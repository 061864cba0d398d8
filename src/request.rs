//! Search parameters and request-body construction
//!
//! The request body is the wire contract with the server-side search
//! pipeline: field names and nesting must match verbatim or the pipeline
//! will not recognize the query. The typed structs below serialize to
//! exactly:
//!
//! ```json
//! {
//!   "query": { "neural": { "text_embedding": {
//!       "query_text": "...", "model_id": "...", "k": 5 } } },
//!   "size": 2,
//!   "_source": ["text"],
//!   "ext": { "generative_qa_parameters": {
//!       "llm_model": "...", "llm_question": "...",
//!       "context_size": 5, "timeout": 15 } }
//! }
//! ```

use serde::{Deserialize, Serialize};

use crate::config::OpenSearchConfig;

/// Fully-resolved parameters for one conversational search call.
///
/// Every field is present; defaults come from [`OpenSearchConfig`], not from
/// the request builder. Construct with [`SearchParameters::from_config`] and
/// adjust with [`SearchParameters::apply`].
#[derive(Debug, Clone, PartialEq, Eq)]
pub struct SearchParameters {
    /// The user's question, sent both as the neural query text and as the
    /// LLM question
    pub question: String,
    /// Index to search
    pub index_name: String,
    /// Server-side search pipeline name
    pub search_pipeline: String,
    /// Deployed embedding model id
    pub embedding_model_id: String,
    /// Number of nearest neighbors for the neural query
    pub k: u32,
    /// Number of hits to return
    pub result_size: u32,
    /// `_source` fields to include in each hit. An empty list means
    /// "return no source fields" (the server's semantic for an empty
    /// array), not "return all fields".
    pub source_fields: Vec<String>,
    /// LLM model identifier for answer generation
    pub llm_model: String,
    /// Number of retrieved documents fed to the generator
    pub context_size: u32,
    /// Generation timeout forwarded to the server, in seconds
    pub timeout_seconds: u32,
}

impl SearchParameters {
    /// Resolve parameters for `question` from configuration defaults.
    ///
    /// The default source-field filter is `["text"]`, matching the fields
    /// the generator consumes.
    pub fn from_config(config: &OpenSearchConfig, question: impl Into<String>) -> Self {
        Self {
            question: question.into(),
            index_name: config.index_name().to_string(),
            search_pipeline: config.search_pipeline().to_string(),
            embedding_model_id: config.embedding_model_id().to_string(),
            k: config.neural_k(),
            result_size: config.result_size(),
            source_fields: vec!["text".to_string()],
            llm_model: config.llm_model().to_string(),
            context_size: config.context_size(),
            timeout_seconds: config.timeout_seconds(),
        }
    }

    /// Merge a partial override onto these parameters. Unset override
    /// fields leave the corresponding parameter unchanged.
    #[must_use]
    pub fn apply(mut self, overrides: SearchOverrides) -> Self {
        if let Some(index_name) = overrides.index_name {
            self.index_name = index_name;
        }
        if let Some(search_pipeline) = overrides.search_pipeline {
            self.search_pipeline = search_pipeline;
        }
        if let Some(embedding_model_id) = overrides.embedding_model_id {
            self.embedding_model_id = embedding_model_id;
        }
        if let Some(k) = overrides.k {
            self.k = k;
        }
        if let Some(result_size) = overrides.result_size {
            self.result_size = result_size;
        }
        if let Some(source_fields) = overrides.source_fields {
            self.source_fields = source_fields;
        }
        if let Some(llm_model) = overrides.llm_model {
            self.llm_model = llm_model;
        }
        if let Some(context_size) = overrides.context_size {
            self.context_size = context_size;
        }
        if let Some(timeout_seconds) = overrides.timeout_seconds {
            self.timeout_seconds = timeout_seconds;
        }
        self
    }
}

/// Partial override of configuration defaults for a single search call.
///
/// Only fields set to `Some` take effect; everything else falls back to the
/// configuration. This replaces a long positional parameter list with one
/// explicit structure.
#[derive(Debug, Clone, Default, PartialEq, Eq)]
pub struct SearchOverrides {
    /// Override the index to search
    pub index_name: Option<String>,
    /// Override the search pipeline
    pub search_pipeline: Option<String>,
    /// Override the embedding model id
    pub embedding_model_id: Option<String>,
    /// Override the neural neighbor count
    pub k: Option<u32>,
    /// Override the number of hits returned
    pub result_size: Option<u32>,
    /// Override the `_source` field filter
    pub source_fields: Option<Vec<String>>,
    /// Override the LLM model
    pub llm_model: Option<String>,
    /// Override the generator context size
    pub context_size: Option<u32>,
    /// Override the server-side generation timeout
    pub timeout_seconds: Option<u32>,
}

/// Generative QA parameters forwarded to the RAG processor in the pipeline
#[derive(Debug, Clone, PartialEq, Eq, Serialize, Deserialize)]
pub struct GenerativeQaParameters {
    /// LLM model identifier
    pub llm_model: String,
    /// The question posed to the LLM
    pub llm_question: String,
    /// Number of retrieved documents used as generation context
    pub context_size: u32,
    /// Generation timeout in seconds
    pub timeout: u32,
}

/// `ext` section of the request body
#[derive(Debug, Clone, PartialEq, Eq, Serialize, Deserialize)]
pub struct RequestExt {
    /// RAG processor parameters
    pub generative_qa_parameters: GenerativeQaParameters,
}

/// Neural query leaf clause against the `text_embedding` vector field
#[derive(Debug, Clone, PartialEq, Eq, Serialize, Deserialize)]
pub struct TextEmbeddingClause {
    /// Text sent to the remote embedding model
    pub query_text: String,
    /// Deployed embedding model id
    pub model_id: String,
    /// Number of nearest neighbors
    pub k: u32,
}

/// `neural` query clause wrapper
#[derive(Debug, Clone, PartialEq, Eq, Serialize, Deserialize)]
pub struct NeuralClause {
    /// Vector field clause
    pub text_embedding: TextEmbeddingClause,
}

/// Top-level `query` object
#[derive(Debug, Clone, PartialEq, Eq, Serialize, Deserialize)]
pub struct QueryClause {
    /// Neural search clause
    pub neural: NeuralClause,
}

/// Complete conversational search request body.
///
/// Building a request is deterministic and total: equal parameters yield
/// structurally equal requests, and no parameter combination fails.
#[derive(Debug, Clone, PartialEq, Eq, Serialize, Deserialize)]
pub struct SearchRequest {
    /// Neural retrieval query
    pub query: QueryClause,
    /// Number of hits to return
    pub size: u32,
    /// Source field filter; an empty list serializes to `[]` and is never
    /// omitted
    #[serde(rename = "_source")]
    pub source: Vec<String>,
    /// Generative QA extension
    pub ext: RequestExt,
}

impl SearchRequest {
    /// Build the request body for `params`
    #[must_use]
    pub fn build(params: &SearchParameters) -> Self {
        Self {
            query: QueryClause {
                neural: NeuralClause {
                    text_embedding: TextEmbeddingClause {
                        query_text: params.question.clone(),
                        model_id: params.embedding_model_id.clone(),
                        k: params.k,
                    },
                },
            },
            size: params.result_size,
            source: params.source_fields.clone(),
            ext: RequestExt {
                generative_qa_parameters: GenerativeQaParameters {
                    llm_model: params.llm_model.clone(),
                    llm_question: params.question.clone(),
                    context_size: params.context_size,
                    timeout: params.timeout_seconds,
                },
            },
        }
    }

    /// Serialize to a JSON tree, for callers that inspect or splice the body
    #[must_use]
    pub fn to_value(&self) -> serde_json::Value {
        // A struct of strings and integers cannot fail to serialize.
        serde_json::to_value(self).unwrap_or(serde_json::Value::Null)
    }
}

============

If a line in the data above holds the word "identifier", count it; give only the total.

2